Records from a dataset

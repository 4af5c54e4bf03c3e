// neighbors.rs — Link base templates to their fine-tier neighbors.
//
// For each base direction i:
//
//   1. rank all subdivided vertices by Euclidean distance to base vertex i
//   2. keep the `num_nearest` closest (6 by default)
//   3. for every base rotation g and distance d, read γ₁ of base template
//      (i, g, d), take g2 = ⌊γ₁ / fine_step⌋ and attach, per kept vertex,
//      the neighbors at rotations
//
//          g2,  (g2 + steps + 1) mod steps,  (g2 + steps − 1) mod steps
//
//      where steps = 360 / fine_step.
//
// With the default tables every base template ends up with 6 × 3 = 18
// links, in nearest-vertex order then rotation-offset order. Links are not
// deduplicated.
//
// Ties in step 1 break on the vertex index so the result is deterministic.

use nalgebra::Vector3;

use crate::error::{Result, TrackError};
use crate::sphere::SphereSampling;
use crate::template::{NeighborRef, Template, TemplateBank};

/// Indices of the `k` candidates closest to `query`, nearest first.
pub fn nearest_vertices(query: &Vector3<f32>, candidates: &[Vector3<f32>], k: usize) -> Vec<usize> {
    let mut ranked: Vec<(f32, usize)> = candidates
        .iter()
        .enumerate()
        .map(|(j, c)| ((query - c).norm(), j))
        .collect();
    ranked.sort_by(|a, b| a.0.total_cmp(&b.0).then(a.1.cmp(&b.1)));
    ranked.into_iter().take(k).map(|(_, j)| j).collect()
}

/// Fine rotation indices `[g2, g2 + 1, g2 − 1]` (mod `steps`) for a base
/// rotation of `gamma` degrees.
pub fn rotation_neighbors(gamma: f32, fine_step: u32) -> Result<[usize; 3]> {
    if !gamma.is_finite() || !(0.0..360.0).contains(&gamma) || fine_step == 0 {
        return Err(TrackError::InvalidRotation(gamma));
    }
    let steps = (360 / fine_step) as usize;
    let g2 = (gamma / fine_step as f32).floor() as usize;
    if g2 >= steps {
        return Err(TrackError::IndexOutOfRange {
            what: "fine rotation",
            index: g2,
            len: steps,
        });
    }
    Ok([g2, (g2 + steps + 1) % steps, (g2 + steps - 1) % steps])
}

/// Attach neighboring templates to every base template of `bank`.
///
/// `base` and `subdiv` must be the samplings the bank was built from.
/// Returns the total number of links added.
pub fn link_neighbors<T: Template>(
    bank: &mut TemplateBank<T>,
    base: &SphereSampling,
    subdiv: &SphereSampling,
) -> Result<usize> {
    let num_directions = bank.base().num_directions();
    if base.len() != num_directions {
        return Err(TrackError::IndexOutOfRange {
            what: "base direction",
            index: base.len(),
            len: num_directions,
        });
    }
    if subdiv.len() != bank.neighbors().num_directions() {
        return Err(TrackError::IndexOutOfRange {
            what: "subdivided direction",
            index: subdiv.len(),
            len: bank.neighbors().num_directions(),
        });
    }

    let fine_step = bank.layout().fine_rotation_step;
    let num_nearest = bank.layout().num_nearest;
    let num_rotations = bank.base().num_rotations();
    let num_distances = bank.num_distances();
    let mut links = 0;

    for i in 0..num_directions {
        let nearest = nearest_vertices(base.vertex(i), subdiv.vertices(), num_nearest);
        for &j in &nearest {
            for g in 0..num_rotations {
                for d in 0..num_distances {
                    let gamma = bank.base().get(i, g, d)?.gamma();
                    let mut refs = [NeighborRef(0); 3];
                    for (slot, g_fine) in refs.iter_mut().zip(rotation_neighbors(gamma, fine_step)?) {
                        *slot = NeighborRef(bank.neighbors().index_of(j, g_fine, d)?);
                    }
                    let template = bank.base_mut().get_mut(i, g, d)?;
                    for r in refs {
                        template.add_neighbor_template(r);
                    }
                    links += refs.len();
                }
            }
        }
    }
    Ok(links)
}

Work to complete
Each record must be returned exactly as it is written.

Written solution
repository 4af5c54e4bf03c3e
// neighbors.rs — Link base templates to their fine-tier neighbors.
//
// For each base direction i:
//
//   1. rank all subdivided vertices by Euclidean distance to base vertex i
//   2. keep the `num_nearest` closest (6 by default)
//   3. for every base rotation g and distance d, read γ₁ of base template
//      (i, g, d), take g2 = ⌊γ₁ / fine_step⌋ and attach, per kept vertex,
//      the neighbors at rotations
//
//          g2,  (g2 + steps + 1) mod steps,  (g2 + steps − 1) mod steps
//
//      where steps = 360 / fine_step.
//
// With the default tables every base template ends up with 6 × 3 = 18
// links, in nearest-vertex order then rotation-offset order. Links are not
// deduplicated.
//
// Ties in step 1 break on the vertex index so the result is deterministic.

use nalgebra::Vector3;

use crate::error::{Result, TrackError};
use crate::sphere::SphereSampling;
use crate::template::{NeighborRef, Template, TemplateBank};

/// Indices of the `k` candidates closest to `query`, nearest first.
pub fn nearest_vertices(query: &Vector3<f32>, candidates: &[Vector3<f32>], k: usize) -> Vec<usize> {
    let mut ranked: Vec<(f32, usize)> = candidates
        .iter()
        .enumerate()
        .map(|(j, c)| ((query - c).norm(), j))
        .collect();
    ranked.sort_by(|a, b| a.0.total_cmp(&b.0).then(a.1.cmp(&b.1)));
    ranked.into_iter().take(k).map(|(_, j)| j).collect()
}

/// Fine rotation indices `[g2, g2 + 1, g2 − 1]` (mod `steps`) for a base
/// rotation of `gamma` degrees.
pub fn rotation_neighbors(gamma: f32, fine_step: u32) -> Result<[usize; 3]> {
    if !gamma.is_finite() || !(0.0..360.0).contains(&gamma) || fine_step == 0 {
        return Err(TrackError::InvalidRotation(gamma));
    }
    let steps = (360 / fine_step) as usize;
    let g2 = (gamma / fine_step as f32).floor() as usize;
    if g2 >= steps {
        return Err(TrackError::IndexOutOfRange {
            what: "fine rotation",
            index: g2,
            len: steps,
        });
    }
    Ok([g2, (g2 + steps + 1) % steps, (g2 + steps - 1) % steps])
}

/// Attach neighboring templates to every base template of `bank`.
///
/// `base` and `subdiv` must be the samplings the bank was built from.
/// Returns the total number of links added.
pub fn link_neighbors<T: Template>(
    bank: &mut TemplateBank<T>,
    base: &SphereSampling,
    subdiv: &SphereSampling,
) -> Result<usize> {
    let num_directions = bank.base().num_directions();
    if base.len() != num_directions {
        return Err(TrackError::IndexOutOfRange {
            what: "base direction",
            index: base.len(),
            len: num_directions,
        });
    }
    if subdiv.len() != bank.neighbors().num_directions() {
        return Err(TrackError::IndexOutOfRange {
            what: "subdivided direction",
            index: subdiv.len(),
            len: bank.neighbors().num_directions(),
        });
    }

    let fine_step = bank.layout().fine_rotation_step;
    let num_nearest = bank.layout().num_nearest;
    let num_rotations = bank.base().num_rotations();
    let num_distances = bank.num_distances();
    let mut links = 0;

    for i in 0..num_directions {
        let nearest = nearest_vertices(base.vertex(i), subdiv.vertices(), num_nearest);
        for &j in &nearest {
            for g in 0..num_rotations {
                for d in 0..num_distances {
                    let gamma = bank.base().get(i, g, d)?.gamma();
                    let mut refs = [NeighborRef(0); 3];
                    for (slot, g_fine) in refs.iter_mut().zip(rotation_neighbors(gamma, fine_step)?) {
                        *slot = NeighborRef(bank.neighbors().index_of(j, g_fine, d)?);
                    }
                    let template = bank.base_mut().get_mut(i, g, d)?;
                    for r in refs {
                        template.add_neighbor_template(r);
                    }
                    links += refs.len();
                }
            }
        }
    }
    Ok(links)
}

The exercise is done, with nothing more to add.